- [TASK TO COMPLETE]:
List every line below containing "breached".

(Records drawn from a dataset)
↓↓↓

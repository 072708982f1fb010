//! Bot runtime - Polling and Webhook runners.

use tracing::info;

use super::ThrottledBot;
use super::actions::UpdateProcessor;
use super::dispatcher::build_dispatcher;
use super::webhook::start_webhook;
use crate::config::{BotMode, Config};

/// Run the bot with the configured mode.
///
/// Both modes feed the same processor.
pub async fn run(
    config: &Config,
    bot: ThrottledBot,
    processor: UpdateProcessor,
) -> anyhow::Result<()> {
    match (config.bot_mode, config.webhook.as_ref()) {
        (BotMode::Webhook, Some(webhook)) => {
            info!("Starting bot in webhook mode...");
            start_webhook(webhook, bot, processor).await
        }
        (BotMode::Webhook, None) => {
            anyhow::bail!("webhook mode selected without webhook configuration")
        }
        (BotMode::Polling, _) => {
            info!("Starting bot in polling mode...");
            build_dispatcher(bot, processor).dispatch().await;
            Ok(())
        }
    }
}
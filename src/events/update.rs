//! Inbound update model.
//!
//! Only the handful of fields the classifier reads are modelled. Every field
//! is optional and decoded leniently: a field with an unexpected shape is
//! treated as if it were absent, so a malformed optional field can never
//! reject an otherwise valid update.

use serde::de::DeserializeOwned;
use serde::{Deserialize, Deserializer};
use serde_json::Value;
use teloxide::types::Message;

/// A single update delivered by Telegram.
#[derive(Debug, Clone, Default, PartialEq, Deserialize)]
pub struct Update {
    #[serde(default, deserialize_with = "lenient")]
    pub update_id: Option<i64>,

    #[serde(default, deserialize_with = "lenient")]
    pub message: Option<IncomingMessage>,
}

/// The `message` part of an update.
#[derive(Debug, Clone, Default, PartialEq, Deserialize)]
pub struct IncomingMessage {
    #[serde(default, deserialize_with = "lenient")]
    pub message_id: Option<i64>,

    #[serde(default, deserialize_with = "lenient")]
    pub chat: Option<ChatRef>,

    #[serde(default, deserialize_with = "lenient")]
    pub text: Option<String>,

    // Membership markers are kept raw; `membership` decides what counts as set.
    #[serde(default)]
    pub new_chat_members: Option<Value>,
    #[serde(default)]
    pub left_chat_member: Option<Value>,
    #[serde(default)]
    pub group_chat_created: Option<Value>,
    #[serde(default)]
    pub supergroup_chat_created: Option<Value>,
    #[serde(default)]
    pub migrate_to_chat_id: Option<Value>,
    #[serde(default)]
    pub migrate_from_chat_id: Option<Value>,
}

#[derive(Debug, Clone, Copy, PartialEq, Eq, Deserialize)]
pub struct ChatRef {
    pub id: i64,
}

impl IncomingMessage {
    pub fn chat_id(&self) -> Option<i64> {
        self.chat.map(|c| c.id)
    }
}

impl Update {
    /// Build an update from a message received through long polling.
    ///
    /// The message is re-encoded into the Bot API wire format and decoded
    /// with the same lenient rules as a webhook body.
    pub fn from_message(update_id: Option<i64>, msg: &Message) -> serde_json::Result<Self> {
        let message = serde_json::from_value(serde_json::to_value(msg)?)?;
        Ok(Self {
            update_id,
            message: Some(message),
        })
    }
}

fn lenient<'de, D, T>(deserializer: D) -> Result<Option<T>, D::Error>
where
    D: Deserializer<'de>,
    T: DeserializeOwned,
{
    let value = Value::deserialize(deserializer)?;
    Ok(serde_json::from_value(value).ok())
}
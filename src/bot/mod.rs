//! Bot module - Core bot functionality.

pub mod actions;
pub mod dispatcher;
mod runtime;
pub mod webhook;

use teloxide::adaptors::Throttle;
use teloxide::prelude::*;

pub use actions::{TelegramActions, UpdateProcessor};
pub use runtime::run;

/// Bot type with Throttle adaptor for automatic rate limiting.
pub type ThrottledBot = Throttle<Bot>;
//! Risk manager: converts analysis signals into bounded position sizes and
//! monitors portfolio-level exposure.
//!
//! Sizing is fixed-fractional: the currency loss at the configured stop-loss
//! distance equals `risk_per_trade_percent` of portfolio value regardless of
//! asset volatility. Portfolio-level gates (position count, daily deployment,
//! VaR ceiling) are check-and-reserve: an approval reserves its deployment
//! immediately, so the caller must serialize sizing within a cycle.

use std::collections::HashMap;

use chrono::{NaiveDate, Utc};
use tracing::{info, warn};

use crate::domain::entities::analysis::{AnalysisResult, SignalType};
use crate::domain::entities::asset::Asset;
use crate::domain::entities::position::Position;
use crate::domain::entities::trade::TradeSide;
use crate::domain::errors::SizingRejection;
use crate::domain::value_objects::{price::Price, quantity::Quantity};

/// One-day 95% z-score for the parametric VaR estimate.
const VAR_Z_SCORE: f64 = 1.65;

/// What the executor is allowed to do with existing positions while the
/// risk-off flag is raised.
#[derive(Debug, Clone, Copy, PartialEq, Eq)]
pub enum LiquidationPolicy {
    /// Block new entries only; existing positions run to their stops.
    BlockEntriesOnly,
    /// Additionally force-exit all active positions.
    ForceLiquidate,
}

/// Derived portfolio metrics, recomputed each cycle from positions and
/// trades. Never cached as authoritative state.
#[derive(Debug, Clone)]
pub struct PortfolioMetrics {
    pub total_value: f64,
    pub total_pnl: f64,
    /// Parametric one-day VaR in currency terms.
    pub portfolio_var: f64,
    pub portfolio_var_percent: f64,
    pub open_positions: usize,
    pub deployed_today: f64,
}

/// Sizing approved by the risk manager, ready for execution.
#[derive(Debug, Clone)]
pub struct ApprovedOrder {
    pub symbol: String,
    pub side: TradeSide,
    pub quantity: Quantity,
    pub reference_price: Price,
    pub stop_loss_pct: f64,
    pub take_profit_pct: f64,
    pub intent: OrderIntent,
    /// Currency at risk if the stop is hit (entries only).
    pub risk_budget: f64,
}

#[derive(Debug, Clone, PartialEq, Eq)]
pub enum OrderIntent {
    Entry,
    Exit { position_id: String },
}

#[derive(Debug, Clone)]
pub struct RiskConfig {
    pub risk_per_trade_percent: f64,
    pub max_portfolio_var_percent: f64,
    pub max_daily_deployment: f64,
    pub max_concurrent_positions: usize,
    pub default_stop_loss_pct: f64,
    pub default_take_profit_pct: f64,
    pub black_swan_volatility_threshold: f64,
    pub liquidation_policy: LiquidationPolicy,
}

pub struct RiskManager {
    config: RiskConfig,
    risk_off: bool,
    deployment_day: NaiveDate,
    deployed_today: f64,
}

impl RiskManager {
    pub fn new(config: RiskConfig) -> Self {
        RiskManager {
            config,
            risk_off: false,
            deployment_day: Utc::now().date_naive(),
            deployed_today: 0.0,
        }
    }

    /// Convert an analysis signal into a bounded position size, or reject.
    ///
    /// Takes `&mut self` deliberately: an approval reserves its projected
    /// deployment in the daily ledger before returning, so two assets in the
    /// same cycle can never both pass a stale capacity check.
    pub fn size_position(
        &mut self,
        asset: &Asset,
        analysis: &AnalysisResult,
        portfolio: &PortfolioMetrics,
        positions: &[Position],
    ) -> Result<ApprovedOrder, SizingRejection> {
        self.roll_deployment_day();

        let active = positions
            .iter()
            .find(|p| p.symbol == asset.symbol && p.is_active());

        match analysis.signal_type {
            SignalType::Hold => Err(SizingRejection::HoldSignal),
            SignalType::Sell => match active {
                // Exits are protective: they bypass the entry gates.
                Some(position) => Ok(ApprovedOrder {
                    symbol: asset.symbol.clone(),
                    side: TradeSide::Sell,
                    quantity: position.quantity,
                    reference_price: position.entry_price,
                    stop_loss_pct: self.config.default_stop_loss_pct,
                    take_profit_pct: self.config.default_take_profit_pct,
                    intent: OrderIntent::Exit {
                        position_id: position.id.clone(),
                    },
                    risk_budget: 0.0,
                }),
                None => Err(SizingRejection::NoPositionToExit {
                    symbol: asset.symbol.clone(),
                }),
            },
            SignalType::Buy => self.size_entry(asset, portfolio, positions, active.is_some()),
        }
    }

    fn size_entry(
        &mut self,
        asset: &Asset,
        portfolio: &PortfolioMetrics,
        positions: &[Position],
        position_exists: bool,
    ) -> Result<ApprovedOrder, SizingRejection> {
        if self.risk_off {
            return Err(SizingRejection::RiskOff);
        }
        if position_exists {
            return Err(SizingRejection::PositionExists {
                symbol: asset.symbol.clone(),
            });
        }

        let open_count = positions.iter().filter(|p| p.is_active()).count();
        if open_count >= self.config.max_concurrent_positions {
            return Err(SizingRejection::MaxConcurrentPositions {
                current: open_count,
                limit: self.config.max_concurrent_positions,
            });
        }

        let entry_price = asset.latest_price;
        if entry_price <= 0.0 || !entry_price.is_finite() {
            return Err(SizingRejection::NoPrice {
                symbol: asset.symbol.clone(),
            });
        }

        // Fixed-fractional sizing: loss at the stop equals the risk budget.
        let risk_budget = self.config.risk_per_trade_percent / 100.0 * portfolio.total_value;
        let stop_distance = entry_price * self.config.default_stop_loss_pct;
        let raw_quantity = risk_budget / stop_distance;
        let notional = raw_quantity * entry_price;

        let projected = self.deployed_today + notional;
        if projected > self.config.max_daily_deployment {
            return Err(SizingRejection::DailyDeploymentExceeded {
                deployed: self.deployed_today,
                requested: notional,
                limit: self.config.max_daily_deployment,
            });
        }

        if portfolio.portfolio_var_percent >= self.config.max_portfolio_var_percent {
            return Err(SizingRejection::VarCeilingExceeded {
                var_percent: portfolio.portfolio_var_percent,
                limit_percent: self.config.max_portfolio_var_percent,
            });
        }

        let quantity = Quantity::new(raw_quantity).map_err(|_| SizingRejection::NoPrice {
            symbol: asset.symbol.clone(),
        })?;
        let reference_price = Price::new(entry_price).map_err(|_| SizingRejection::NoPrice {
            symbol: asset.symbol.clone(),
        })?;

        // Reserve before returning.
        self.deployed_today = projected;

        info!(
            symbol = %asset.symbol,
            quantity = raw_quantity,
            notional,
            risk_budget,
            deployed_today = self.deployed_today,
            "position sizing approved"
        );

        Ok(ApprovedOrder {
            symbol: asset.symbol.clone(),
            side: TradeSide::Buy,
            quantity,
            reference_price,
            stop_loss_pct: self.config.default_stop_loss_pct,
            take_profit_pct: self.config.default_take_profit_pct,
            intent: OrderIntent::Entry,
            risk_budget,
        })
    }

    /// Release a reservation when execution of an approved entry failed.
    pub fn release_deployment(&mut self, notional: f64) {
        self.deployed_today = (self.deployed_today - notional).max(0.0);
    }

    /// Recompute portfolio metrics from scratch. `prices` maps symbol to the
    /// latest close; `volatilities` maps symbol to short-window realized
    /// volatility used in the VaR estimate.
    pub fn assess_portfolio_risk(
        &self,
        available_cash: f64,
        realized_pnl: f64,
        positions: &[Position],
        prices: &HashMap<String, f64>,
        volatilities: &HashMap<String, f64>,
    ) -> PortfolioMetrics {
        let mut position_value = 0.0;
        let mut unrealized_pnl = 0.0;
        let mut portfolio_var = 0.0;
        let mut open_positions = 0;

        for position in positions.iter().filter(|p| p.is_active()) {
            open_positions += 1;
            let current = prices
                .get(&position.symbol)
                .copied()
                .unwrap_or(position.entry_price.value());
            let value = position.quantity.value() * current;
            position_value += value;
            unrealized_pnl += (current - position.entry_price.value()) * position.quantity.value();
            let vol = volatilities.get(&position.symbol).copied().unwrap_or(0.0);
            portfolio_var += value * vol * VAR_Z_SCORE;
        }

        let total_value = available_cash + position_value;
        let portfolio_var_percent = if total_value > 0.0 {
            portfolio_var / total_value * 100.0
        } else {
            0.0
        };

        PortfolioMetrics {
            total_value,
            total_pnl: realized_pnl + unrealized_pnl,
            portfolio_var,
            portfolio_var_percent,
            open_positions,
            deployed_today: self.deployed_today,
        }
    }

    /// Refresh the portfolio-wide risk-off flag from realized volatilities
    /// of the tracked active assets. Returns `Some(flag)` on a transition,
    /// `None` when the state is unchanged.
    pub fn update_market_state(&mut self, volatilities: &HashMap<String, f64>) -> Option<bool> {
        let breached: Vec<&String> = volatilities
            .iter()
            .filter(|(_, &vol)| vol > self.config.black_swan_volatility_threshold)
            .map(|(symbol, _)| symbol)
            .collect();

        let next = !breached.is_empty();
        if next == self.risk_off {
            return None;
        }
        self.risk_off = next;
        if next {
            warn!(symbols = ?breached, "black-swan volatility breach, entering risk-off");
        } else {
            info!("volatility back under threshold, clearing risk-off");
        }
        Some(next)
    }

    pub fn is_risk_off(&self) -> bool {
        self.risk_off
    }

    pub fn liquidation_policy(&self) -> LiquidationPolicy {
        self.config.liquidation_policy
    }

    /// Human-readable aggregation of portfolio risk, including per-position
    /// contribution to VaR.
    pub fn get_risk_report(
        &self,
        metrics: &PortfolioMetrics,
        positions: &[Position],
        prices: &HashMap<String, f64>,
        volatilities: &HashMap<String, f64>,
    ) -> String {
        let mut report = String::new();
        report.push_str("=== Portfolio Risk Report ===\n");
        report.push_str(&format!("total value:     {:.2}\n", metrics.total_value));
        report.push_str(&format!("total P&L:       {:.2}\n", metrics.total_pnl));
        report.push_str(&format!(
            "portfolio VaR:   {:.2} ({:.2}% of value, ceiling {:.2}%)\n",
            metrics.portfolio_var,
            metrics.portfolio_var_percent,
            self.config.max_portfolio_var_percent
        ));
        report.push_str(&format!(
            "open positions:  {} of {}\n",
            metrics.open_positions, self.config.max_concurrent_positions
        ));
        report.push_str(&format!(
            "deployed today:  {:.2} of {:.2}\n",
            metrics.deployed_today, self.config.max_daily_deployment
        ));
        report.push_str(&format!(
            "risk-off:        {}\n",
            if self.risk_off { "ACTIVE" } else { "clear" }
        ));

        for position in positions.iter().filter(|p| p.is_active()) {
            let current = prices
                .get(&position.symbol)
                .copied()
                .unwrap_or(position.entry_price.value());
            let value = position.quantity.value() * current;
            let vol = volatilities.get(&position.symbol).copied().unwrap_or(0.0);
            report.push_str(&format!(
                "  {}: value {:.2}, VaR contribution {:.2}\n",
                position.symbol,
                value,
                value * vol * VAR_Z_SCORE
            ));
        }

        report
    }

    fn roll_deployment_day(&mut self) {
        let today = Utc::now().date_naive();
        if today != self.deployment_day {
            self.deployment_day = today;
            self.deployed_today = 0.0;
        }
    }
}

↑↑↑

- [WORKED SOLUTION]:
        let breached: Vec<&String> = volatilities
        let next = !breached.is_empty();
            warn!(symbols = ?breached, "black-swan volatility breach, entering risk-off");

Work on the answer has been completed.